** Supplied material follows **
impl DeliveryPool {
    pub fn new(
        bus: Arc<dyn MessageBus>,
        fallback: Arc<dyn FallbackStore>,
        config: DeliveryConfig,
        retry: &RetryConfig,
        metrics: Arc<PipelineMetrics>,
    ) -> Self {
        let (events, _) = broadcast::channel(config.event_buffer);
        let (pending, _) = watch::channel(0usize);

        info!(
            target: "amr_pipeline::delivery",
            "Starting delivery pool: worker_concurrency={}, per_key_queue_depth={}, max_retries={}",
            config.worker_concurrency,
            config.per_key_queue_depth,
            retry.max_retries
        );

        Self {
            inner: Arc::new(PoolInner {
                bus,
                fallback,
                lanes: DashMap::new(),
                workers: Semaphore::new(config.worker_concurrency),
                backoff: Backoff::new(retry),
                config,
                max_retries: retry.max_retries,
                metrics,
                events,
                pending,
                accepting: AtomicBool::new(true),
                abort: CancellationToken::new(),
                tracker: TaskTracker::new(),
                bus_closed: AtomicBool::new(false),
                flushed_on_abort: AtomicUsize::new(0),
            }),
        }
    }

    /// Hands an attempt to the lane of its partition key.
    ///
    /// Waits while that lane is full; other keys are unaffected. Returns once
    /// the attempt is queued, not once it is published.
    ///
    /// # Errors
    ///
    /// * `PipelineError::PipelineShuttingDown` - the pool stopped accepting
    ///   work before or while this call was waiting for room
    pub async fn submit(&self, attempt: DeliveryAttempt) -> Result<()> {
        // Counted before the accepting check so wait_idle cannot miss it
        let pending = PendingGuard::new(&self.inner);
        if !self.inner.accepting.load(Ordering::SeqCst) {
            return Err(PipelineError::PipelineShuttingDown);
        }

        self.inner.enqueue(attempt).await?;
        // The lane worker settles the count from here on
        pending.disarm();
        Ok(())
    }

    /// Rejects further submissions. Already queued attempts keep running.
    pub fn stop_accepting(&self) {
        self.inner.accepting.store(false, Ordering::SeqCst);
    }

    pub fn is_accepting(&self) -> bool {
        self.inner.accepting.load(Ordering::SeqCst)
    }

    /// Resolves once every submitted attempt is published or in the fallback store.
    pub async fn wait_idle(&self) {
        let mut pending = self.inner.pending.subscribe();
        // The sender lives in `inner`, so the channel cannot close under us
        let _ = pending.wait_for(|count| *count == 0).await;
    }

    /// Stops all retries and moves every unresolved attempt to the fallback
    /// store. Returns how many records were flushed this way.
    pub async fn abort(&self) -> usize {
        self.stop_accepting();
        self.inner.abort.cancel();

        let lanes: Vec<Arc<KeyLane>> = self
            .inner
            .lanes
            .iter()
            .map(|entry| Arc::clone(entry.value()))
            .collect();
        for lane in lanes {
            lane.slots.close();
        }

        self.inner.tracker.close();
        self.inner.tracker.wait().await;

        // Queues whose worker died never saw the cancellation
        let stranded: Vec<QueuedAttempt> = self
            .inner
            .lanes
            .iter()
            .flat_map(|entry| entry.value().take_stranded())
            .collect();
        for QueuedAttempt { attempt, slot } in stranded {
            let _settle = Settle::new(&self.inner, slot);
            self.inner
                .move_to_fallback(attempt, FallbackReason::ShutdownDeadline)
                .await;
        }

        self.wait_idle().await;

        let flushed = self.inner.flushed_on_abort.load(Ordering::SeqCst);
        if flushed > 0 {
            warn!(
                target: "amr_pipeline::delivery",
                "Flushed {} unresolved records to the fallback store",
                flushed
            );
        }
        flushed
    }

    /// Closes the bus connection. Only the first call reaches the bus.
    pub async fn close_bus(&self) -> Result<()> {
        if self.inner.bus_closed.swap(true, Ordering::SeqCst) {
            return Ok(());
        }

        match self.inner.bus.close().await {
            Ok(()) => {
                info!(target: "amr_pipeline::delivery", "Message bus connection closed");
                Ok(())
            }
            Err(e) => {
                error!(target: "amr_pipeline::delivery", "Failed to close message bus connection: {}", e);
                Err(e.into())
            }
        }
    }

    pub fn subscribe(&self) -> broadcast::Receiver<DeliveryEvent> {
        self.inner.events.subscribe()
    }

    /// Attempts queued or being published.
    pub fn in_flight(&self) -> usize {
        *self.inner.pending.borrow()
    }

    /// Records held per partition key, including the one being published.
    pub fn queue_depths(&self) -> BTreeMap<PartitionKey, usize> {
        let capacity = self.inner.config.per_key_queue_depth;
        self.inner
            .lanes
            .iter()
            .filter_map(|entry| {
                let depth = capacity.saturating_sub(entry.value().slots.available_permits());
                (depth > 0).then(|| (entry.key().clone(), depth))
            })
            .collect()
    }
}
** End of Supplied material **
=== Problem ===
Give the entries again exactly as they stand.

=== Answer below ===
impl DeliveryPool {
    pub fn new(
        bus: Arc<dyn MessageBus>,
        fallback: Arc<dyn FallbackStore>,
        config: DeliveryConfig,
        retry: &RetryConfig,
        metrics: Arc<PipelineMetrics>,
    ) -> Self {
        let (events, _) = broadcast::channel(config.event_buffer);
        let (pending, _) = watch::channel(0usize);

        info!(
            target: "amr_pipeline::delivery",
            "Starting delivery pool: worker_concurrency={}, per_key_queue_depth={}, max_retries={}",
            config.worker_concurrency,
            config.per_key_queue_depth,
            retry.max_retries
        );

        Self {
            inner: Arc::new(PoolInner {
                bus,
                fallback,
                lanes: DashMap::new(),
                workers: Semaphore::new(config.worker_concurrency),
                backoff: Backoff::new(retry),
                config,
                max_retries: retry.max_retries,
                metrics,
                events,
                pending,
                accepting: AtomicBool::new(true),
                abort: CancellationToken::new(),
                tracker: TaskTracker::new(),
                bus_closed: AtomicBool::new(false),
                flushed_on_abort: AtomicUsize::new(0),
            }),
        }
    }

    /// Hands an attempt to the lane of its partition key.
    ///
    /// Waits while that lane is full; other keys are unaffected. Returns once
    /// the attempt is queued, not once it is published.
    ///
    /// # Errors
    ///
    /// * `PipelineError::PipelineShuttingDown` - the pool stopped accepting
    ///   work before or while this call was waiting for room
    pub async fn submit(&self, attempt: DeliveryAttempt) -> Result<()> {
        // Counted before the accepting check so wait_idle cannot miss it
        let pending = PendingGuard::new(&self.inner);
        if !self.inner.accepting.load(Ordering::SeqCst) {
            return Err(PipelineError::PipelineShuttingDown);
        }

        self.inner.enqueue(attempt).await?;
        // The lane worker settles the count from here on
        pending.disarm();
        Ok(())
    }

    /// Rejects further submissions. Already queued attempts keep running.
    pub fn stop_accepting(&self) {
        self.inner.accepting.store(false, Ordering::SeqCst);
    }

    pub fn is_accepting(&self) -> bool {
        self.inner.accepting.load(Ordering::SeqCst)
    }

    /// Resolves once every submitted attempt is published or in the fallback store.
    pub async fn wait_idle(&self) {
        let mut pending = self.inner.pending.subscribe();
        // The sender lives in `inner`, so the channel cannot close under us
        let _ = pending.wait_for(|count| *count == 0).await;
    }

    /// Stops all retries and moves every unresolved attempt to the fallback
    /// store. Returns how many records were flushed this way.
    pub async fn abort(&self) -> usize {
        self.stop_accepting();
        self.inner.abort.cancel();

        let lanes: Vec<Arc<KeyLane>> = self
            .inner
            .lanes
            .iter()
            .map(|entry| Arc::clone(entry.value()))
            .collect();
        for lane in lanes {
            lane.slots.close();
        }

        self.inner.tracker.close();
        self.inner.tracker.wait().await;

        // Queues whose worker died never saw the cancellation
        let stranded: Vec<QueuedAttempt> = self
            .inner
            .lanes
            .iter()
            .flat_map(|entry| entry.value().take_stranded())
            .collect();
        for QueuedAttempt { attempt, slot } in stranded {
            let _settle = Settle::new(&self.inner, slot);
            self.inner
                .move_to_fallback(attempt, FallbackReason::ShutdownDeadline)
                .await;
        }

        self.wait_idle().await;

        let flushed = self.inner.flushed_on_abort.load(Ordering::SeqCst);
        if flushed > 0 {
            warn!(
                target: "amr_pipeline::delivery",
                "Flushed {} unresolved records to the fallback store",
                flushed
            );
        }
        flushed
    }

    /// Closes the bus connection. Only the first call reaches the bus.
    pub async fn close_bus(&self) -> Result<()> {
        if self.inner.bus_closed.swap(true, Ordering::SeqCst) {
            return Ok(());
        }

        match self.inner.bus.close().await {
            Ok(()) => {
                info!(target: "amr_pipeline::delivery", "Message bus connection closed");
                Ok(())
            }
            Err(e) => {
                error!(target: "amr_pipeline::delivery", "Failed to close message bus connection: {}", e);
                Err(e.into())
            }
        }
    }

    pub fn subscribe(&self) -> broadcast::Receiver<DeliveryEvent> {
        self.inner.events.subscribe()
    }

    /// Attempts queued or being published.
    pub fn in_flight(&self) -> usize {
        *self.inner.pending.borrow()
    }

    /// Records held per partition key, including the one being published.
    pub fn queue_depths(&self) -> BTreeMap<PartitionKey, usize> {
        let capacity = self.inner.config.per_key_queue_depth;
        self.inner
            .lanes
            .iter()
            .filter_map(|entry| {
                let depth = capacity.saturating_sub(entry.value().slots.available_permits());
                (depth > 0).then(|| (entry.key().clone(), depth))
            })
            .collect()
    }
}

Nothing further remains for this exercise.